Inflammatory responses are frequently associated with the expression of inflammatory cytokines and severe osteoclastogenesis, which significantly affect the efficacy of biomaterials. Recent findings have suggested that interferon (IFN)-γ and zoledronate (Zol) are effective inhibitors of osteoclastogenesis. However, little is known regarding the utility of IFN-γ and Zol in bone tissue engineering. In this study, we generated rat models by generating critically sized defects in calvarias implanted with an alpha-tricalcium phosphate/collagen sponge (α-TCP/CS). At four weeks post-implantation, the rats were divided into IFN-γ, Zol, and control (no treatment) groups. Compared with the control group, the IFN-γ and Zol groups showed remarkable attenuation of severe osteoclastogenesis, leading to a significant enhancement in bone mass. Histomorphometric data and mRNA expression patterns in IFN-γ and Zol-injected rats reflected high bone-turnover with increased bone formation, a reduction in osteoclast numbers, and tumor necrosis factor-α expression. Our results demonstrated that the administration of IFN-γ and Zol enhanced bone regeneration of α-TCP/CS implants by enhancing bone formation, while hampering excess bone resorption.

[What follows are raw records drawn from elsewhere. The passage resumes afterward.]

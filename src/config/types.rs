// Configuration types module
// Defines the settings consumed by the renderer, decoder, pagination and logger

use serde::{Deserialize, Serialize};

use crate::http::ContentType;

/// Main configuration structure
#[derive(Debug, Deserialize, Serialize, Clone, PartialEq, Eq)]
pub struct RenderConfig {
    /// Format used when the `Accept` header names nothing we can produce
    #[serde(default = "default_content_type")]
    pub default_content_type: ContentType,
    #[serde(default)]
    pub pagination: PaginationConfig,
    #[serde(default)]
    pub decode: DecodeConfig,
    #[serde(default)]
    pub logging: LoggingConfig,
}

#[allow(clippy::missing_const_for_fn)]
fn default_content_type() -> ContentType {
    ContentType::Json
}

impl Default for RenderConfig {
    fn default() -> Self {
        Self {
            default_content_type: default_content_type(),
            pagination: PaginationConfig::default(),
            decode: DecodeConfig::default(),
            logging: LoggingConfig::default(),
        }
    }
}

/// Pagination configuration
#[derive(Debug, Deserialize, Serialize, Clone, PartialEq, Eq)]
pub struct PaginationConfig {
    /// Query parameter carrying the current page
    #[serde(default = "default_page_param")]
    pub page_param: String,
    /// Query parameter carrying the page size
    #[serde(default = "default_per_page_param")]
    pub per_page_param: String,
    /// Page size used when the request does not name a valid one
    #[serde(default = "default_per_page")]
    pub per_page_default: u64,
    /// Emit pagination metadata as headers (true) or as a body envelope (false)
    #[serde(default = "default_in_header")]
    pub in_header: bool,
}

fn default_page_param() -> String {
    "page".to_string()
}

fn default_per_page_param() -> String {
    "per_page".to_string()
}

#[allow(clippy::missing_const_for_fn)]
fn default_per_page() -> u64 {
    25
}

#[allow(clippy::missing_const_for_fn)]
fn default_in_header() -> bool {
    true
}

impl Default for PaginationConfig {
    fn default() -> Self {
        Self {
            page_param: default_page_param(),
            per_page_param: default_per_page_param(),
            per_page_default: default_per_page(),
            in_header: default_in_header(),
        }
    }
}

/// Request body decoding configuration
#[derive(Debug, Deserialize, Serialize, Clone, PartialEq, Eq)]
pub struct DecodeConfig {
    /// Largest request body the decoder will read, in bytes
    #[serde(default = "default_max_body_size")]
    pub max_body_size: u64,
}

#[allow(clippy::missing_const_for_fn)]
fn default_max_body_size() -> u64 {
    10_485_760 // 10MB
}

impl Default for DecodeConfig {
    fn default() -> Self {
        Self {
            max_body_size: default_max_body_size(),
        }
    }
}

/// Logging configuration
#[derive(Debug, Deserialize, Serialize, Clone, PartialEq, Eq)]
pub struct LoggingConfig {
    /// Minimum level written: error, warn, info or debug
    #[serde(default = "default_level")]
    pub level: String,
    /// Line format: plain or json
    #[serde(default = "default_format")]
    pub format: String,
    /// Info log file path (optional, stdout if not set)
    #[serde(default)]
    pub info_log_file: Option<String>,
    /// Error log file path (optional, stderr if not set)
    #[serde(default)]
    pub error_log_file: Option<String>,
}

fn default_level() -> String {
    "info".to_string()
}

fn default_format() -> String {
    "plain".to_string()
}

impl Default for LoggingConfig {
    fn default() -> Self {
        Self {
            level: default_level(),
            format: default_format(),
            info_log_file: None,
            error_log_file: None,
        }
    }
}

炎症反应通常与炎症细胞因子的表达和严重的破骨细胞生成相关,这会显著影响生物材料的功效。最近的研究结果表明,干扰素(IFN)-γ和唑来膦酸盐(Zol)是破骨细胞生成的有效抑制剂。然而,关于IFN-γ和Zol在骨组织工程中的应用知之甚少。在本研究中,我们通过在植入α-磷酸三钙/胶原海绵(α-TCP/CS)的颅骨上制造临界尺寸的缺损来建立大鼠模型。植入后四周,将大鼠分为IFN-γ组、Zol组和对照组(不治疗)。与对照组相比,IFN-γ组和Zol组严重破骨细胞生成明显减弱,导致骨量显著增加。IFN-γ和Zol注射大鼠的组织形态计量学数据和mRNA表达模式反映出高骨转换,伴有骨形成增加、破骨细胞数量减少和肿瘤坏死因子-α表达降低。我们的结果表明,给予IFN-γ和Zol可通过促进骨形成,同时抑制过度的骨吸收,增强α-TCP/CS植入物的骨再生。